===== DATASET ENTRIES
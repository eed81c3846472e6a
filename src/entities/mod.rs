pub mod admin;
pub mod booking;
pub mod customer;
pub mod meeting;
pub mod payment;
pub mod recap_run;
pub mod service;
pub mod service_media;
==========
- _HOW TO COMPLETE THIS TASK_: Every line above must be repeated exactly as it appears.

- _SOLUTION TO THE EXERCISE_:
repository eed81c3846472e6a
filename src/entities/mod.rs
pub mod admin;
pub mod booking;
pub mod customer;
pub mod meeting;
pub mod payment;
pub mod recap_run;
pub mod service;
pub mod service_media;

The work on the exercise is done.